Behold the completely organic mower!
Make it a gift to your wife to show her
you love the environment and the lawn.
And imagine this: it's always on!
What's more, you'll never need to buy gas
because this machine runs entirely on grass.
Yes, your new mower will be self-sufficient,
consuming its cuttings, neat and efficient.
It also features a decorative appeal.
We're sure that once you see it you'll feel
this South American tool has a place
in your tidy and tastefully flowered space.
Frustrated residents of suburbia,
We offer the amazing . . . Capybara!

***

Okay, it's a far cry from Sandra Beasley's brilliant Unit of Measure ("Everyone is more or less a master of grasses than the capybara"), but it amused me enough to share.

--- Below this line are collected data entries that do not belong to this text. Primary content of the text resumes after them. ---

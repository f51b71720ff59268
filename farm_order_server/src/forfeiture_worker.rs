use std::time::Duration;

use farm_order_engine::{
    events::EventProducers,
    order_objects::SweepReport,
    ForfeitureApi,
    LifecyclePolicy,
    SqliteDatabase,
};
use log::*;
use tokio::task::JoinHandle;

use crate::{helpers::today, integrations::LogNotifier};

/// Starts the forfeiture worker. Do not await the returned JoinHandle, as it will run indefinitely.
///
/// Each tick runs one full sweep: forfeit overdue remainders, then send remainder reminders, then pre-fulfillment
/// reminders. Sweeps are idempotent, so a tick that overlaps a manual sweep is harmless.
pub fn start_forfeiture_worker(
    db: SqliteDatabase,
    notifier: LogNotifier,
    policy: LifecyclePolicy,
    producers: EventProducers,
    interval: Duration,
) -> JoinHandle<()> {
    tokio::spawn(async move {
        let mut timer = tokio::time::interval(interval);
        let api = ForfeitureApi::new(db, notifier, policy, producers);
        info!("🕰️ Forfeiture worker started. Sweeping every {}s", interval.as_secs());
        loop {
            timer.tick().await;
            info!("🕰️ Running forfeiture and reminder sweep");
            let report = api.sweep(today()).await;
            log_report(&report);
        }
    })
}

fn log_report(report: &SweepReport) {
    info!(
        "🕰️ Sweep complete. {} forfeited, {} reminders, {} pre-fulfillment notices, {} failures",
        report.forfeited.len(),
        report.reminders.len(),
        report.pre_fulfillment.len(),
        report.failures.len()
    );
    debug!("🕰️ Forfeited orders: {}", order_list(&report.forfeited));
    for failure in &report.failures {
        let order = failure.order_number.as_ref().map(|o| o.to_string()).unwrap_or_else(|| "-".into());
        warn!("🕰️ {:?} failed for order {order}: {}", failure.stage, failure.error);
    }
}

fn order_list<T: ToString>(orders: &[T]) -> String {
    orders.iter().map(|o| o.to_string()).collect::<Vec<String>>().join(", ")
}
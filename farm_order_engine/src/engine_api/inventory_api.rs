use std::fmt::Debug;

use log::*;

use crate::{
    db_types::{DiscountCode, InventoryUnit, NewDiscountCode, NewInventoryUnit},
    traits::{DiscountCodeStore, InventoryManagement, LifecycleError},
};

/// Administration of inventory units and discount codes.
///
/// Allocation is never set directly from here. It only moves through the reservations that orders make and release.
pub struct InventoryApi<B> {
    db: B,
}

impl<B> Debug for InventoryApi<B> {
    fn fmt(&self, f: &mut std::fmt::Formatter<'_>) -> std::fmt::Result {
        write!(f, "InventoryApi")
    }
}

impl<B> InventoryApi<B>
where B: InventoryManagement + DiscountCodeStore
{
    pub fn new(db: B) -> Self {
        Self { db }
    }

    pub async fn create_unit(&self, unit: NewInventoryUnit) -> Result<InventoryUnit, LifecycleError> {
        if unit.code.trim().is_empty() {
            return Err(LifecycleError::InvalidRequest("An inventory unit needs a code".into()));
        }
        if unit.capacity < 0 {
            return Err(LifecycleError::InvalidRequest(format!("Capacity cannot be negative, but was {}", unit.capacity)));
        }
        let unit = self.db.create_unit(unit).await?;
        info!("📦️ Created inventory unit {} ({}) with capacity {}", unit.code, unit.kind, unit.capacity);
        Ok(unit)
    }

    pub async fn units(&self) -> Result<Vec<InventoryUnit>, LifecycleError> {
        self.db.fetch_units().await
    }

    pub async fn unit(&self, id: i64) -> Result<InventoryUnit, LifecycleError> {
        self.db.fetch_unit(id).await?.ok_or_else(|| LifecycleError::InventoryUnitNotFound(id.to_string()))
    }

    pub async fn unit_by_code(&self, code: &str) -> Result<InventoryUnit, LifecycleError> {
        self.db.fetch_unit_by_code(code).await?.ok_or_else(|| LifecycleError::InventoryUnitNotFound(code.to_string()))
    }

    /// Changes the sellable capacity of a unit. Fails if the new capacity is below what is already allocated.
    pub async fn set_capacity(&self, id: i64, capacity: i64) -> Result<InventoryUnit, LifecycleError> {
        if capacity < 0 {
            return Err(LifecycleError::InvalidRequest(format!("Capacity cannot be negative, but was {capacity}")));
        }
        let unit = self.db.set_capacity(id, capacity).await?;
        info!("📦️ Capacity of {} is now {} ({} allocated)", unit.code, unit.capacity, unit.allocated);
        Ok(unit)
    }

    pub async fn create_discount_code(&self, code: NewDiscountCode) -> Result<DiscountCode, LifecycleError> {
        if code.code.trim().is_empty() {
            return Err(LifecycleError::InvalidRequest("A discount code cannot be empty".into()));
        }
        if !code.discount_amount.is_positive() {
            return Err(LifecycleError::InvalidRequest(format!(
                "A discount must be positive, but was {}",
                code.discount_amount
            )));
        }
        let code = self.db.create_code(code).await?;
        info!("📦️ Created {} code {} worth {}", code.kind, code.code, code.discount_amount);
        Ok(code)
    }

    pub async fn discount_codes(&self) -> Result<Vec<DiscountCode>, LifecycleError> {
        self.db.fetch_codes().await
    }
}
pub mod order_number;

pub use order_number::{is_valid_order_number, new_order_number};
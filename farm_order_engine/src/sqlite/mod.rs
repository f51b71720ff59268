//! SQLite backend for the farm order engine.
mod sqlite_impl;

pub mod db;
pub use sqlite_impl::{SqliteDatabase, DEPOSIT_FAILED_REASON};
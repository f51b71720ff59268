use crate::pricing::{PricingConfig, PricingError};

/// Read-only source of pricing configuration. The value may change between calls, so callers fetch it every time they
/// price something rather than holding on to it.
#[allow(async_fn_in_trait)]
pub trait PricingConfigSource {
    async fn pricing_config(&self) -> Result<PricingConfig, PricingError>;
}

/// A fixed configuration is its own source.
impl PricingConfigSource for PricingConfig {
    async fn pricing_config(&self) -> Result<PricingConfig, PricingError> {
        Ok(self.clone())
    }
}
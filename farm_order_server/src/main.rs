use dotenvy::dotenv;
use farm_order_server::{cli::handle_command_line_args, config::ServerConfig, server::run_server};
use log::info;

#[actix_web::main]
async fn main() {
    dotenv().ok();
    env_logger::init();
    if handle_command_line_args() {
        return;
    }
    let config = ServerConfig::from_env_or_default();

    info!("🚀️ Starting server on {}:{}", config.host, config.port);
    match run_server(config).await {
        Ok(_) => println!("Bye!"),
        Err(e) => eprintln!("{e}"),
    }
}
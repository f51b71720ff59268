//! # Farm order server
//! The HTTP front door of the farm order engine. It is responsible for:
//! * Taking checkouts, amendments and remainder payments from the storefront.
//! * Receiving payment outcomes from the payment provider's webhook.
//! * Admin transitions (lock, ready for pickup, completed, cancel), refunds and inventory administration.
//! * Running the forfeiture and reminder sweep on a fixed cadence, and on demand.
//!
//! ## Configuration
//! The server is configured via environment variables. See [config](config/index.html) for more information.
//!
//! ## Routes
//! The server exposes the following routes:
//! * `/health`: A health check route that returns a 200 OK response.
//! * `/orders`, `/orders/{order_number}/...`: The order lifecycle.
//! * `/payments/refund`: Refunds a completed payment.
//! * `/inventory`, `/discount_codes`: Inventory and discount code administration.
//! * `/scheduler/sweep`, `/integrity`: Manual sweep trigger and the integrity report.
//! * `/webhooks/payment`: Payment outcomes from the provider. HMAC-checked.
pub mod cli;
pub mod config;
pub mod data_objects;
pub mod errors;
pub mod forfeiture_worker;
pub mod helpers;
pub mod integrations;
pub mod middleware;
pub mod routes;
pub mod server;

#[cfg(test)]
mod endpoint_tests;
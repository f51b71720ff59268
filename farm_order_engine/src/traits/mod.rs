//! # Backend and collaborator contracts
//!
//! The engine is written against these traits rather than against a particular database or vendor.
//!
//! * [`LifecycleDatabase`] stores orders, line items, amendments, payments and reminder claims, and composes them into
//!   atomic units of work.
//! * [`InventoryManagement`] is the inventory ledger, with atomic reserve, release and adjust operations.
//! * [`DiscountCodeStore`] holds referral and rebate codes.
//! * [`IntegrityChecks`] provides the read-only queries behind the integrity report.
//!
//! The external collaborators are [`PaymentProvider`], [`NotificationSender`] and [`PricingConfigSource`].
mod data_objects;
mod discount_codes;
mod integrity_checks;
mod inventory_management;
mod lifecycle_database;
mod notifications;
mod payment_provider;
mod pricing_config;

pub use data_objects::{IntegrityIssue, IntegrityIssueKind, PaymentSettlement, PaymentUpdate};
pub use discount_codes::DiscountCodeStore;
pub use integrity_checks::IntegrityChecks;
pub use inventory_management::InventoryManagement;
pub use lifecycle_database::{LifecycleDatabase, LifecycleError};
pub use notifications::{Notification, NotificationError, NotificationSender, NotificationTemplate};
pub use payment_provider::{
    ChargeRequest,
    ChargeResult,
    PaymentProvider,
    ProviderError,
    RefundRequest,
    RefundResult,
    RefundStatus,
};
pub use pricing_config::PricingConfigSource;
use chrono::{NaiveDate, Utc};
use hmac::{Hmac, Mac};
use sha2::Sha256;

type HmacSha256 = Hmac<Sha256>;

/// Calculates the base64-encoded HMAC-SHA256 of `data`, keyed with `secret`. This is the signature the payment
/// provider sends in the webhook signature header.
pub fn calculate_hmac(secret: &str, data: &[u8]) -> String {
    // HMAC takes keys of any length, so this never fails
    let mut mac = match HmacSha256::new_from_slice(secret.as_bytes()) {
        Ok(mac) => mac,
        Err(_) => return String::default(),
    };
    mac.update(data);
    base64::encode(mac.finalize().into_bytes())
}

/// Checks a base64-encoded HMAC-SHA256 `signature` over `data` in constant time. Signatures that are not valid base64
/// never match.
pub fn verify_hmac(secret: &str, data: &[u8], signature: &str) -> bool {
    let Ok(expected) = base64::decode(signature.trim()) else {
        return false;
    };
    let Ok(mut mac) = HmacSha256::new_from_slice(secret.as_bytes()) else {
        return false;
    };
    mac.update(data);
    mac.verify_slice(&expected).is_ok()
}

/// The business date used for all day-count rules.
pub fn today() -> NaiveDate {
    Utc::now().date_naive()
}
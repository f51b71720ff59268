//! Operator boilerplate for single-field numeric newtypes.

#[macro_export]
macro_rules! op {
    (binary $for_struct:ident, $impl_trait:ident, $impl_fn:ident) => {
        impl $impl_trait for $for_struct {
            type Output = Self;

            fn $impl_fn(self, rhs: Self) -> Self::Output {
                Self(self.0.$impl_fn(rhs.0))
            }
        }
    };

    (inplace $for_struct:ident, $impl_trait:ident, $impl_fn:ident) => {
        impl $impl_trait for $for_struct {
            fn $impl_fn(&mut self, rhs: Self) {
                self.0.$impl_fn(rhs.0)
            }
        }
    };

    (unary $for_struct:ident, $impl_trait:ident, $impl_fn:ident) => {
        impl $impl_trait for $for_struct {
            type Output = Self;

            fn $impl_fn(self) -> Self::Output {
                Self(self.0.$impl_fn())
            }
        }
    };
}
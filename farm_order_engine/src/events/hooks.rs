use std::{future::Future, pin::Pin, sync::Arc};

use log::debug;

use crate::events::{
    EventHandler,
    EventProducer,
    Handler,
    OrderAnnulledEvent,
    OrderCreatedEvent,
    OrderModifiedEvent,
    OrderPaidEvent,
};

/// The publishing side of the hooks. Cheap to clone, and handed to every API that emits events.
#[derive(Default, Clone)]
pub struct EventProducers {
    pub order_created_producer: Vec<EventProducer<OrderCreatedEvent>>,
    pub order_paid_producer: Vec<EventProducer<OrderPaidEvent>>,
    pub order_modified_producer: Vec<EventProducer<OrderModifiedEvent>>,
    pub order_annulled_producer: Vec<EventProducer<OrderAnnulledEvent>>,
}

impl EventProducers {
    pub async fn publish_order_created(&self, event: OrderCreatedEvent) {
        for emitter in &self.order_created_producer {
            debug!("📬️ Notifying order created hook subscribers");
            emitter.publish_event(event.clone()).await;
        }
    }

    pub async fn publish_order_paid(&self, event: OrderPaidEvent) {
        for emitter in &self.order_paid_producer {
            debug!("📬️ Notifying order paid hook subscribers");
            emitter.publish_event(event.clone()).await;
        }
    }

    pub async fn publish_order_modified(&self, event: OrderModifiedEvent) {
        for emitter in &self.order_modified_producer {
            debug!("📬️ Notifying order modified hook subscribers");
            emitter.publish_event(event.clone()).await;
        }
    }

    pub async fn publish_order_annulled(&self, event: OrderAnnulledEvent) {
        for emitter in &self.order_annulled_producer {
            debug!("📬️ Notifying order annulled hook subscribers");
            emitter.publish_event(event.clone()).await;
        }
    }
}

pub struct EventHandlers {
    pub on_order_created: Option<EventHandler<OrderCreatedEvent>>,
    pub on_order_paid: Option<EventHandler<OrderPaidEvent>>,
    pub on_order_modified: Option<EventHandler<OrderModifiedEvent>>,
    pub on_order_annulled: Option<EventHandler<OrderAnnulledEvent>>,
}

impl EventHandlers {
    pub fn new(buffer_size: usize, hooks: EventHooks) -> Self {
        Self {
            on_order_created: hooks.on_order_created.map(|f| EventHandler::new(buffer_size, f)),
            on_order_paid: hooks.on_order_paid.map(|f| EventHandler::new(buffer_size, f)),
            on_order_modified: hooks.on_order_modified.map(|f| EventHandler::new(buffer_size, f)),
            on_order_annulled: hooks.on_order_annulled.map(|f| EventHandler::new(buffer_size, f)),
        }
    }

    pub fn producers(&self) -> EventProducers {
        let mut result = EventProducers::default();
        if let Some(handler) = &self.on_order_created {
            result.order_created_producer.push(handler.subscribe());
        }
        if let Some(handler) = &self.on_order_paid {
            result.order_paid_producer.push(handler.subscribe());
        }
        if let Some(handler) = &self.on_order_modified {
            result.order_modified_producer.push(handler.subscribe());
        }
        if let Some(handler) = &self.on_order_annulled {
            result.order_annulled_producer.push(handler.subscribe());
        }
        result
    }

    pub async fn start_handlers(self) {
        if let Some(handler) = self.on_order_created {
            tokio::spawn(handler.start_handler());
        }
        if let Some(handler) = self.on_order_paid {
            tokio::spawn(handler.start_handler());
        }
        if let Some(handler) = self.on_order_modified {
            tokio::spawn(handler.start_handler());
        }
        if let Some(handler) = self.on_order_annulled {
            tokio::spawn(handler.start_handler());
        }
    }
}

type BoxedFuture = Pin<Box<dyn Future<Output = ()> + Send>>;

#[derive(Default, Clone)]
pub struct EventHooks {
    pub on_order_created: Option<Handler<OrderCreatedEvent>>,
    pub on_order_paid: Option<Handler<OrderPaidEvent>>,
    pub on_order_modified: Option<Handler<OrderModifiedEvent>>,
    pub on_order_annulled: Option<Handler<OrderAnnulledEvent>>,
}

impl EventHooks {
    pub fn on_order_created<F>(&mut self, f: F) -> &mut Self
    where F: (Fn(OrderCreatedEvent) -> BoxedFuture) + Send + Sync + 'static {
        self.on_order_created = Some(Arc::new(f));
        self
    }

    pub fn on_order_paid<F>(&mut self, f: F) -> &mut Self
    where F: (Fn(OrderPaidEvent) -> BoxedFuture) + Send + Sync + 'static {
        self.on_order_paid = Some(Arc::new(f));
        self
    }

    pub fn on_order_modified<F>(&mut self, f: F) -> &mut Self
    where F: (Fn(OrderModifiedEvent) -> BoxedFuture) + Send + Sync + 'static {
        self.on_order_modified = Some(Arc::new(f));
        self
    }

    pub fn on_order_annulled<F>(&mut self, f: F) -> &mut Self
    where F: (Fn(OrderAnnulledEvent) -> BoxedFuture) + Send + Sync + 'static {
        self.on_order_annulled = Some(Arc::new(f));
        self
    }
}
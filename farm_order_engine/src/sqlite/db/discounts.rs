use sqlx::SqliteConnection;

use crate::{
    db_types::{DiscountCode, NewDiscountCode},
    traits::LifecycleError,
};

pub async fn lookup_active(code: &str, conn: &mut SqliteConnection) -> Result<Option<DiscountCode>, sqlx::Error> {
    sqlx::query_as("SELECT * FROM discount_codes WHERE code = $1 AND active = 1").bind(code).fetch_optional(conn).await
}

pub async fn insert_code(code: NewDiscountCode, conn: &mut SqliteConnection) -> Result<DiscountCode, LifecycleError> {
    let result = sqlx::query_as(
        r#"
            INSERT INTO discount_codes (code, kind, discount_amount, owner_ref)
            VALUES ($1, $2, $3, $4)
            RETURNING *;
        "#,
    )
    .bind(&code.code)
    .bind(code.kind.to_string())
    .bind(code.discount_amount)
    .bind(&code.owner_ref)
    .fetch_one(conn)
    .await;
    match result {
        Ok(c) => Ok(c),
        Err(sqlx::Error::Database(e)) if e.is_unique_violation() => {
            Err(LifecycleError::InvalidRequest(format!("Discount code {} already exists", code.code)))
        },
        Err(e) => Err(e.into()),
    }
}

pub async fn fetch_codes(conn: &mut SqliteConnection) -> Result<Vec<DiscountCode>, sqlx::Error> {
    sqlx::query_as("SELECT * FROM discount_codes ORDER BY id ASC").fetch_all(conn).await
}

/// Records one use of the code. The code itself is not otherwise touched.
pub async fn record_usage(code: &str, conn: &mut SqliteConnection) -> Result<(), LifecycleError> {
    let result = sqlx::query("UPDATE discount_codes SET usage_count = usage_count + 1 WHERE code = $1 AND active = 1")
        .bind(code)
        .execute(conn)
        .await?;
    if result.rows_affected() == 0 {
        return Err(LifecycleError::InvalidDiscountCode(code.to_string()));
    }
    Ok(())
}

And it's timely, kind of! California's devastating drought has got me feeling very twitchy about lawns. I sheet-mulched mine a few years ago and put in native plants, and even some of them are giving me an awfully parched end-of-summer look.

Perhaps a poem about a passionately aquatic rodent can be considered akin to a rain dance.

Sunday, August 19, 2007

Life shoots itself in the foot . . . again.

I've sat through (heck, even instigated!) plenty of lengthy discussion about various definitions of life. But just now, I'd like to propose a brand new definition: life is anything that pollutes the environment. What do you think?

At first, it always seems like a good idea. Photosynthesis, for example. Here we are, just some simple cells swimming in water, bathed in sunlight, with plenty of carbon (mostly thanks to the volcanos*). Let's take those raw ingredients and make sugar! Incidentally, we'll produce a little oxygen on the side. Shouldn't be a big problem. Right? Wrong! It turns out that a little oxygen becomes a lot of oxygen, and oxygen is hugely reactive. Right off the bat it started oxidizing iron.

Once, iron was dissolved abundantly in the oceans, and the carefree phytoplankton probably never gave a second thought to the fact that they needed (a miniscule amount of) iron to build their photosynthetic machinery. But these days, almost all of the iron in the world has been transformed into iron oxide, rendering it virtually insoluble and therefore inaccessible to the very phytoplankton that need it. They must instead rely on oceanic fertilization by rivers and blowing sand from the Sahara. Bits of the ocean that don't have much riverine input and aren't downwind of any deserts are notoriously iron-poor. The low chlorophyll (indicative of low phytoplankton activity) in these areas was a big puzzle to oceanographers until they figured out the iron connection!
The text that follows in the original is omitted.